Synthesis and activity of dimeric bradykinin antagonists containing diaminodicarboxylic acid bridge residues

Enhancement of a ligand's interaction with a receptor through presenting the ligand in multimeric form is a topic of general interest. Thus dimerization of single-chain bradykinin antagonist peptides has previously been shown to be beneficial in terms of potency and duration of action. While crosslinking polypeptides at terminal positions using suitable dicarboxylic acids and diamines is comparatively straight-forward synthetically, internal dimerizations are usually achieved through oxidation or double S-alkylations of cysteine residues, resulting in metabolically unfavourable disulphide and thioether cross-links.
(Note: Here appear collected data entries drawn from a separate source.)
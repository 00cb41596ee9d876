//! ORB Configuration
//!
//! Defines memory limits for a single run of a guest program.
//! Configuration specifies constraints only; enforcement is handled by
//! [`LinearMemory`](crate::memory::LinearMemory).

use serde::{Deserialize, Serialize};

/// Runtime configuration
#[derive(Debug, Clone, Serialize, Deserialize)]
pub struct OrbConfig {
    /// Pages allocated when memory is created
    pub initial_pages: usize,

    /// Hard ceiling on memory growth, in pages
    pub max_pages: usize,
}

impl Default for OrbConfig {
    fn default() -> Self {
        OrbConfig {
            initial_pages: 1,
            max_pages: 200,
        }
    }
}

impl OrbConfig {
    /// Create a new configuration with default limits
    pub fn new() -> Self {
        Self::default()
    }
}
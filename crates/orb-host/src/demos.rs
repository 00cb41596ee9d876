//! Demo guest programs
//!
//! Hand-written stand-ins for compiled guest code, exercising the bridge
//! the way real programs do: building heap tuples, printing, comparing
//! structures and reporting faults. These back the CLI and the
//! integration tests.

use orb_core::{
    Bridge, FaultCode, LinearMemory, OrbError, OrbResult, TaggedValue, NIL,
};

use crate::GuestProgram;

fn int(n: i64) -> OrbResult<TaggedValue> {
    TaggedValue::from_int(n).ok_or(OrbError::NumberOverflow(n))
}

/// Bump allocator over the guest-owned end of memory, growing by whole
/// pages when a tuple would not fit
struct BumpHeap {
    next: usize,
}

impl BumpHeap {
    fn new() -> Self {
        BumpHeap { next: 0 }
    }

    fn tuple(&mut self, mem: &mut LinearMemory, elems: &[TaggedValue]) -> OrbResult<TaggedValue> {
        let needed = elems.len() + 1;
        while self.next + needed > mem.words() {
            mem.grow(1)?;
        }
        let addr = self.next;
        mem.store_word(addr, elems.len() as u64)?;
        for (i, e) in elems.iter().enumerate() {
            mem.store_word(addr + 1 + i, e.raw())?;
        }
        self.next += needed;
        Ok(TaggedValue::tuple_ref(addr))
    }
}

/// Linked lists as nested pairs: builds `(1, (2, (3, nil)))`, prints it,
/// then prints its reversal
pub struct ListsDemo;

impl GuestProgram for ListsDemo {
    fn run(
        &self,
        memory: &mut LinearMemory,
        host: &mut Bridge<String>,
    ) -> OrbResult<TaggedValue> {
        let mut heap = BumpHeap::new();

        let mut list = NIL;
        for n in [3i64, 2, 1] {
            list = heap.tuple(memory, &[int(n)?, list])?;
        }
        host.print(memory.view(), list)?;

        let mut reversed = NIL;
        for n in [1i64, 2, 3] {
            reversed = heap.tuple(memory, &[int(n)?, reversed])?;
        }
        host.print(memory.view(), reversed)
    }
}

/// Structural equality over tuples: prints the encoded boolean results
pub struct TupleEqDemo;

impl GuestProgram for TupleEqDemo {
    fn run(
        &self,
        memory: &mut LinearMemory,
        host: &mut Bridge<String>,
    ) -> OrbResult<TaggedValue> {
        let mut heap = BumpHeap::new();

        let a = heap.tuple(memory, &[int(1)?, int(2)?, int(3)?])?;
        let b = heap.tuple(memory, &[int(1)?, int(2)?, int(3)?])?;
        let shorter = heap.tuple(memory, &[int(1)?, int(2)?])?;

        let same = host.equal(memory.view(), a, b)?;
        host.print(memory.view(), same)?;

        let different = host.equal(memory.view(), a, shorter)?;
        host.print(memory.view(), different)
    }
}

/// Prints one value, then reports an arithmetic type fault
pub struct FaultDemo;

impl GuestProgram for FaultDemo {
    fn run(
        &self,
        memory: &mut LinearMemory,
        host: &mut Bridge<String>,
    ) -> OrbResult<TaggedValue> {
        host.print(memory.view(), int(42)?)?;
        host.error(
            memory.view(),
            orb_core::TRUE,
            FaultCode::ArithmeticExpectedNumber as u64,
        )
    }
}

/// Grows memory until the ceiling, then reports out-of-memory
pub struct OomDemo;

impl GuestProgram for OomDemo {
    fn run(
        &self,
        memory: &mut LinearMemory,
        host: &mut Bridge<String>,
    ) -> OrbResult<TaggedValue> {
        loop {
            if memory.grow(1).is_err() {
                return host.error(memory.view(), NIL, FaultCode::OutOfMemory as u64);
            }
        }
    }
}
//! Host Import Surface
//!
//! The three operations a guest program is given: `print`, `equal` and
//! `error`. Each call takes the memory view as a parameter so the view is
//! re-resolved against the current buffer, which the guest may have grown
//! since the previous call.
//!
//! Output goes to an explicit sink owned by the bridge; there is no
//! global accumulator.

use tracing::debug;

use crate::equal::equal;
use crate::error::{OrbError, OrbResult};
use crate::fault;
use crate::memory::MemoryView;
use crate::render::render;
use crate::value::TaggedValue;

/// Destination for guest-visible output
pub trait OutputSink {
    fn append(&mut self, text: &str);
}

impl OutputSink for String {
    fn append(&mut self, text: &str) {
        self.push_str(text);
    }
}

/// The host import surface handed to a guest program
#[derive(Debug)]
pub struct Bridge<S: OutputSink> {
    sink: S,
}

impl<S: OutputSink> Bridge<S> {
    pub fn new(sink: S) -> Self {
        Bridge { sink }
    }

    /// Render `value` to the sink with a trailing newline and return it
    /// unchanged, so it can sit in expression position in the guest.
    pub fn print(&mut self, view: MemoryView<'_>, value: TaggedValue) -> OrbResult<TaggedValue> {
        debug!(raw = value.raw(), "print");
        let text = render(view, value)?;
        self.sink.append(&text);
        self.sink.append("\n");
        Ok(value)
    }

    /// Structural equality; returns the encoded boolean
    pub fn equal(
        &self,
        view: MemoryView<'_>,
        lhs: TaggedValue,
        rhs: TaggedValue,
    ) -> OrbResult<TaggedValue> {
        equal(view, lhs, rhs)
    }

    /// Report a fatal fault: write the diagnostic to the sink, then fail.
    /// Always returns `Err`; the guest propagates it and the run ends.
    pub fn error(
        &mut self,
        view: MemoryView<'_>,
        value: TaggedValue,
        raw_code: u64,
    ) -> OrbResult<TaggedValue> {
        let diagnostic = fault::diagnostic(view, value, raw_code)?;
        self.sink.append(&diagnostic);
        self.sink.append("\n");
        Err(OrbError::GuestFault {
            code: raw_code,
            diagnostic,
        })
    }

    /// Borrow the output sink
    pub fn sink(&self) -> &S {
        &self.sink
    }

    /// Take the sink back, consuming the bridge
    pub fn into_sink(self) -> S {
        self.sink
    }
}

#[cfg(test)]
mod tests {
    use super::*;
    use crate::config::OrbConfig;
    use crate::fault::FaultCode;
    use crate::memory::LinearMemory;
    use crate::value::{FALSE, NIL, TRUE};

    fn memory() -> LinearMemory {
        LinearMemory::new(&OrbConfig::default()).unwrap()
    }

    #[test]
    fn print_returns_value_unchanged() {
        let mut mem = memory();
        let mut bridge = Bridge::new(String::new());

        let num = TaggedValue::from_int(5).unwrap();
        mem.store_word(0, 2).unwrap();
        mem.store_word(1, num.raw()).unwrap();
        mem.store_word(2, NIL.raw()).unwrap();
        let tup = TaggedValue::tuple_ref(0);

        let junk = TaggedValue(0b1011);
        for v in [TRUE, FALSE, NIL, num, TaggedValue::closure_ref(1), tup, junk] {
            let returned = bridge.print(mem.view(), v).unwrap();
            assert_eq!(returned, v);
        }
        assert_eq!(
            bridge.into_sink(),
            "true\nfalse\nnil\n5\n<function>\n(5, nil)\nunknown value (11)\n"
        );
    }

    #[test]
    fn equal_returns_encoded_boolean() {
        let mem = memory();
        let bridge = Bridge::new(String::new());
        let a = TaggedValue::from_int(1).unwrap();
        assert_eq!(bridge.equal(mem.view(), a, a).unwrap(), TRUE);
        assert_eq!(bridge.equal(mem.view(), a, NIL).unwrap(), FALSE);
    }

    #[test]
    fn error_writes_diagnostic_and_fails() {
        let mem = memory();
        let mut bridge = Bridge::new(String::new());
        let res = bridge.error(mem.view(), TRUE, FaultCode::IfExpectedBoolean as u64);
        match res {
            Err(OrbError::GuestFault { code, diagnostic }) => {
                assert_eq!(code, 4);
                assert_eq!(diagnostic, "ERROR: if expected a boolean, got true");
            }
            other => panic!("expected guest fault, got {:?}", other),
        }
        assert_eq!(bridge.into_sink(), "ERROR: if expected a boolean, got true\n");
    }
}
Using suitably modified standard solid-phase peptide synthesis protocols, dimeric bradykinin antagonist peptides [H-(D-Arg)-Arg-Pro-Hyp-Gly-Phe]2-X-[(D-Phe)-Leu-Arg-OH]2 were synthesized where X corresponds to a L,L-2,7-diaminosuberic or L,L-2,9-diaminosebacic acid residue, respectively. The biological activity of these peptides was comparable to that of conventional dimeric bradykinin antagonists cross-linked through cystine or bis(succinimido)alkyl bridges.